Why Early Voting Needs to be BANNED
OK, I'm convinced. I used to think conservatives wanted to ban early voting because only the wrong people were benefiting from extended voting hours. You know, those lowly working stiffs who might have trouble getting away from the workplace; the elderly, low-income, dark-skinned, etc.
But now law professor Eugene Kontorovich has shown us the light. The real benefit of cracking down on early voting is that warm fuzzy patriotic feeling we get when we're all crammed simultaneously into the polling place with our neighbors on that one special day. Or something. Here, I'll let Professor Kontorovich explain it:
“A single Election Day creates a focal point that gives solemnity and relevance to the state of popular opinion at a particular moment in time; on a single day, we all have to come down on one side or the other. But if the word 'election' comes to mean casting votes over a period of months, it will elide the difference between elections and polls. People will be able to vote when the mood strikes them — after seeing an inflammatory ad, for example.
Voting then becomes an incoherent summing of how various individuals feel at a series of moments, not how the nation feels at a particular moment. This weakens civic cohesiveness, and it threatens to substitute raw preferences and momentary opinion for rational deliberation.”

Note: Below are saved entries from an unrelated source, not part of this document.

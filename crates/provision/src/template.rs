//! Artifact template renderer.
//!
//! Renders the parameterized system-contract template into one concrete
//! variant. The variant is an explicit enum selected by the caller; the
//! template only sees a `mock` flag inside its own `{{#if}}` blocks.

use std::path::Path;

use handlebars::Handlebars;
use serde_json::json;

use crate::error::RenderError;

/// The output variant an artifact template can render to.
///
/// Exactly one branch of the template's conditional is selected per
/// variant; the two renderings are mutually exclusive.
#[derive(Debug, Clone, Copy, PartialEq, Eq, Hash, strum::Display, strum::EnumString)]
#[strum(serialize_all = "kebab-case")]
pub enum ArtifactVariant {
    /// The real system contract, for livenet-style deployments.
    Production,
    /// A mock rendering used by local test harnesses.
    Mock,
}

impl ArtifactVariant {
    fn mock_flag(&self) -> bool {
        matches!(self, ArtifactVariant::Mock)
    }
}

/// Render a template string for the given variant.
///
/// Deterministic: identical template and variant always produce
/// byte-identical output. Strict mode is on, so a reference to an
/// unknown variable is a syntax error rather than an empty expansion.
pub fn render_string(template: &str, variant: ArtifactVariant) -> Result<String, RenderError> {
    let mut registry = Handlebars::new();
    registry.set_strict_mode(true);
    registry
        .render_template(template, &json!({ "mock": variant.mock_flag() }))
        .map_err(|e| RenderError::Syntax(e.to_string()))
}

/// Render `template_path` for `variant` and atomically replace `output_path`.
///
/// The rendered text is written to a sibling temp file first and renamed
/// over the target, so a failed render never leaves a partial file behind.
/// The output is overwritten unconditionally; callers are responsible for
/// regenerating anything compiled from it.
pub fn render(
    template_path: &Path,
    output_path: &Path,
    variant: ArtifactVariant,
) -> Result<(), RenderError> {
    let template = std::fs::read_to_string(template_path)
        .map_err(|_| RenderError::TemplateNotFound(template_path.to_path_buf()))?;

    let rendered = render_string(&template, variant)?;

    let file_name = output_path
        .file_name()
        .map(|n| n.to_string_lossy().into_owned())
        .unwrap_or_else(|| "artifact".to_string());
    let tmp_path = output_path.with_file_name(format!(
        ".{}.tmp-{:08x}",
        file_name,
        rand::random::<u32>()
    ));

    if let Err(source) = std::fs::write(&tmp_path, &rendered) {
        // An interrupted write can still have created the temp file.
        let _ = std::fs::remove_file(&tmp_path);
        return Err(RenderError::OutputWrite {
            path: tmp_path,
            source,
        });
    }

    std::fs::rename(&tmp_path, output_path).map_err(|source| {
        // Leave nothing behind if the final rename fails.
        let _ = std::fs::remove_file(&tmp_path);
        RenderError::OutputWrite {
            path: output_path.to_path_buf(),
            source,
        }
    })?;

    tracing::info!(
        template = %template_path.display(),
        output = %output_path.display(),
        variant = %variant,
        "Rendered artifact"
    );

    Ok(())
}
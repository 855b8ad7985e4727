//! Append-only run manifest.
//!
//! One JSON line per successful step: `{ stage, name, address, tx_hash,
//! recorded_at }`. The file is exclusive-locked for the lifetime of a run
//! so two processes cannot drive the same credential at once, and a
//! resumed run can skip steps whose outputs are already recorded instead
//! of minting duplicate contracts.

use std::fs::{File, OpenOptions};
use std::io::{BufRead, BufReader, Write};
use std::path::{Path, PathBuf};

use alloy_core::primitives::Address;
use chrono::{DateTime, Utc};
use fs2::FileExt;
use serde::{Deserialize, Serialize};

use crate::error::ProvisionError;
use crate::pipeline::Stage;

/// One recorded pipeline step.
#[derive(Debug, Clone, PartialEq, Eq, Serialize, Deserialize)]
pub struct StageRecord {
    pub stage: Stage,
    /// Logical name of the produced artifact (contract or link).
    pub name: String,
    pub address: Address,
    #[serde(default, skip_serializing_if = "Option::is_none")]
    pub tx_hash: Option<String>,
    pub recorded_at: DateTime<Utc>,
}

impl StageRecord {
    pub fn new(stage: Stage, name: &str, address: Address, tx_hash: Option<String>) -> Self {
        Self {
            stage,
            name: name.to_string(),
            address,
            tx_hash,
            recorded_at: Utc::now(),
        }
    }
}

/// The open, locked manifest for one run.
#[derive(Debug)]
pub struct Manifest {
    path: PathBuf,
    file: File,
    records: Vec<StageRecord>,
}

impl Manifest {
    /// Open (creating if needed) and exclusive-lock the manifest,
    /// loading any records from a previous run.
    pub fn open(path: &Path) -> Result<Self, ProvisionError> {
        let file = OpenOptions::new()
            .create(true)
            .append(true)
            .read(true)
            .open(path)
            .map_err(|e| {
                ProvisionError::Configuration(format!(
                    "failed to open manifest {}: {e}",
                    path.display()
                ))
            })?;

        file.try_lock_exclusive().map_err(|_| {
            ProvisionError::Configuration(format!(
                "manifest {} is locked by another run; the credential must not be used concurrently",
                path.display()
            ))
        })?;

        let mut records = Vec::new();
        for line in BufReader::new(&file).lines() {
            let line = line.map_err(|e| {
                ProvisionError::Configuration(format!(
                    "failed to read manifest {}: {e}",
                    path.display()
                ))
            })?;
            if line.trim().is_empty() {
                continue;
            }
            let record: StageRecord = serde_json::from_str(&line).map_err(|e| {
                ProvisionError::Configuration(format!(
                    "corrupt manifest line in {}: {e}",
                    path.display()
                ))
            })?;
            records.push(record);
        }

        if !records.is_empty() {
            tracing::info!(
                path = %path.display(),
                records = records.len(),
                "Loaded manifest from a previous run"
            );
        }

        Ok(Self {
            path: path.to_path_buf(),
            file,
            records,
        })
    }

    /// Append a record and flush it to disk before returning.
    pub fn record(&mut self, record: StageRecord) -> Result<(), ProvisionError> {
        let line = serde_json::to_string(&record).map_err(|e| {
            ProvisionError::Configuration(format!("failed to serialize manifest record: {e}"))
        })?;
        writeln!(self.file, "{line}").map_err(|e| {
            ProvisionError::Configuration(format!(
                "failed to append to manifest {}: {e}",
                self.path.display()
            ))
        })?;
        self.file.flush().map_err(|e| {
            ProvisionError::Configuration(format!(
                "failed to flush manifest {}: {e}",
                self.path.display()
            ))
        })?;
        self.records.push(record);
        Ok(())
    }

    /// The recorded address for a stage/name pair, if a previous run
    /// already produced it.
    pub fn address_for(&self, stage: Stage, name: &str) -> Option<Address> {
        self.records
            .iter()
            .find(|r| r.stage == stage && r.name == name)
            .map(|r| r.address)
    }

    pub fn records(&self) -> &[StageRecord] {
        &self.records
    }

    pub fn is_empty(&self) -> bool {
        self.records.is_empty()
    }
}

#[cfg(test)]
mod tests {
    use super::*;
    use tempdir::TempDir;

    fn addr(byte: u8) -> Address {
        Address::repeat_byte(byte)
    }

    #[test]
    fn test_records_survive_reopen() {
        let dir = TempDir::new("manifest").unwrap();
        let path = dir.path().join("run.jsonl");

        {
            let mut manifest = Manifest::open(&path).unwrap();
            assert!(manifest.is_empty());
            manifest
                .record(StageRecord::new(
                    Stage::PrimaryDeployed,
                    "Ledger",
                    addr(0xaa),
                    Some("0xt1".into()),
                ))
                .unwrap();
            manifest
                .record(StageRecord::new(
                    Stage::SecondaryDeployed,
                    "Rewards",
                    addr(0xbb),
                    Some("0xt2".into()),
                ))
                .unwrap();
        }

        let manifest = Manifest::open(&path).unwrap();
        assert_eq!(manifest.records().len(), 2);
        assert_eq!(
            manifest.address_for(Stage::PrimaryDeployed, "Ledger"),
            Some(addr(0xaa))
        );
        assert_eq!(
            manifest.address_for(Stage::SecondaryDeployed, "Rewards"),
            Some(addr(0xbb))
        );
        assert_eq!(manifest.address_for(Stage::Linked, "Ledger"), None);
    }

    #[test]
    fn test_corrupt_manifest_rejected() {
        let dir = TempDir::new("manifest").unwrap();
        let path = dir.path().join("run.jsonl");
        std::fs::write(&path, "not json\n").unwrap();

        let err = Manifest::open(&path).unwrap_err();
        assert!(err.to_string().contains("corrupt manifest"));
    }

    #[test]
    fn test_second_open_is_refused_while_locked() {
        let dir = TempDir::new("manifest").unwrap();
        let path = dir.path().join("run.jsonl");

        let _held = Manifest::open(&path).unwrap();
        let err = Manifest::open(&path).unwrap_err();
        assert!(err.to_string().contains("locked by another run"));
    }
}
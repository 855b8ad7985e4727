//! stakekit-provision - Provisioning library for the ledger/rewards
//! contract pair.
//!
//! This crate renders the system-contract artifact from its template,
//! deploys the ledger and the proxied rewards contract onto a configured
//! network, links them, and registers both with the source-verification
//! service.

pub mod abi;
mod client;
mod config;
mod error;
mod manifest;
mod pipeline;
mod plan;
pub mod rpc;
mod template;
mod verify;

pub use client::{ContractClient, PendingTx, Receipt, RpcClient, derive_address};
pub use config::{NetworkProfile, PROFILES_FILENAME, Profiles, VerifierConfig};
pub use error::{ProvisionError, RenderError};
pub use manifest::{Manifest, StageRecord};
pub use pipeline::{Outcome, Pipeline, PipelineFailure, Stage, Summary, VerifyStatus};
pub use plan::{DeploymentPlan, DeploymentStep, StepKind};
pub use template::{ArtifactVariant, render, render_string};
pub use verify::{EtherscanRegistrar, Registrar, SourceBundle, VerifyOutcome};
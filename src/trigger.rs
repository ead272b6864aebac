use std::fmt;
use std::sync::Arc;

/// Decides, from a perceived value, whether an agent acts this cycle.
#[derive(Clone)]
pub enum Trigger {
    Always,
    Odd,
    Even,
    Custom(Arc<dyn Fn(i64) -> bool + Send + Sync>),
}

impl Trigger {
    pub fn custom(predicate: impl Fn(i64) -> bool + Send + Sync + 'static) -> Self {
        Trigger::Custom(Arc::new(predicate))
    }

    pub fn fires(&self, perceived: i64) -> bool {
        match self {
            Trigger::Always => true,
            Trigger::Odd => perceived % 2 != 0,
            Trigger::Even => perceived % 2 == 0,
            Trigger::Custom(predicate) => predicate(perceived),
        }
    }
}

impl fmt::Debug for Trigger {
    fn fmt(&self, f: &mut fmt::Formatter<'_>) -> fmt::Result {
        match self {
            Trigger::Always => f.write_str("Always"),
            Trigger::Odd => f.write_str("Odd"),
            Trigger::Even => f.write_str("Even"),
            Trigger::Custom(_) => f.write_str("Custom(..)"),
        }
    }
}
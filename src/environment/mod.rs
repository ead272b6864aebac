//! Environments agents perceive and act upon.

mod counter;
mod greeting;

pub use counter::{Increment, SharedCounterEnvironment};
pub use greeting::GreetingEnvironment;
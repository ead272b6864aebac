//! Agents: one perceive/decide/act cycle per `step`.
//!
//! Loops, sleeps and threads belong to the runtime; an agent only knows how
//! to take a single step.

use std::sync::Arc;

use tracing::debug;

use crate::environment::{GreetingEnvironment, SharedCounterEnvironment};
use crate::error::AgentError;
use crate::trigger::Trigger;

#[derive(Debug, Clone, Copy, PartialEq, Eq)]
pub enum Step {
    Acted,
    Idle,
}

pub trait Agent {
    fn name(&self) -> &str;

    fn step(&mut self) -> Result<Step, AgentError>;
}

impl<A: Agent + ?Sized> Agent for Box<A> {
    fn name(&self) -> &str {
        (**self).name()
    }

    fn step(&mut self) -> Result<Step, AgentError> {
        (**self).step()
    }
}

/// Says hello every time it is stepped.
pub struct Greeter {
    name: String,
    env: Arc<GreetingEnvironment>,
}

impl Greeter {
    pub fn new(name: impl Into<String>, env: Arc<GreetingEnvironment>) -> Self {
        Self {
            name: name.into(),
            env,
        }
    }
}

impl Agent for Greeter {
    fn name(&self) -> &str {
        &self.name
    }

    fn step(&mut self) -> Result<Step, AgentError> {
        self.env.act(&format!("Agent {} says hello!", self.name));
        Ok(Step::Acted)
    }
}

/// Reads the shared counter and increases it when its trigger fires.
pub struct CounterAgent {
    name: String,
    trigger: Trigger,
    env: Arc<SharedCounterEnvironment>,
    belief: Option<i64>,
}

impl CounterAgent {
    pub fn new(
        name: impl Into<String>,
        trigger: Trigger,
        env: Arc<SharedCounterEnvironment>,
    ) -> Self {
        Self {
            name: name.into(),
            trigger,
            env,
            belief: None,
        }
    }

    /// The value seen by the most recent step.
    pub fn belief(&self) -> Option<i64> {
        self.belief
    }

    pub fn trigger(&self) -> &Trigger {
        &self.trigger
    }
}

impl Agent for CounterAgent {
    fn name(&self) -> &str {
        &self.name
    }

    /// The read happens outside the lock, so by the time `increase` runs
    /// another agent may already have changed the value this decision was
    /// based on. The race is kept on purpose: it is what the exercise shows.
    fn step(&mut self) -> Result<Step, AgentError> {
        let perceived = self.env.read();
        self.belief = Some(perceived);

        if !self.trigger.fires(perceived) {
            return Ok(Step::Idle);
        }

        let increment = self.env.increase(&self.name)?;
        debug!(
            agent = %self.name,
            perceived,
            amount = increment.amount,
            value = increment.value,
            "increased counter"
        );
        Ok(Step::Acted)
    }
}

Doesn't that just tug on the ol' heart strings? When you were reading those two stirring paragraphs, you probably heard our National Anthem while visualizing Old Glory waving in the breeze.
And in this same spirit, we also need to crack down on all absentee ballots. Oh, you're fighting and getting shot at in Afghanistan? Sorry; if you can't be bothered to come back to your own country on the first Tuesday in November and take part in this sacred ritual with your Fellow Americans, then you really don't care, do you.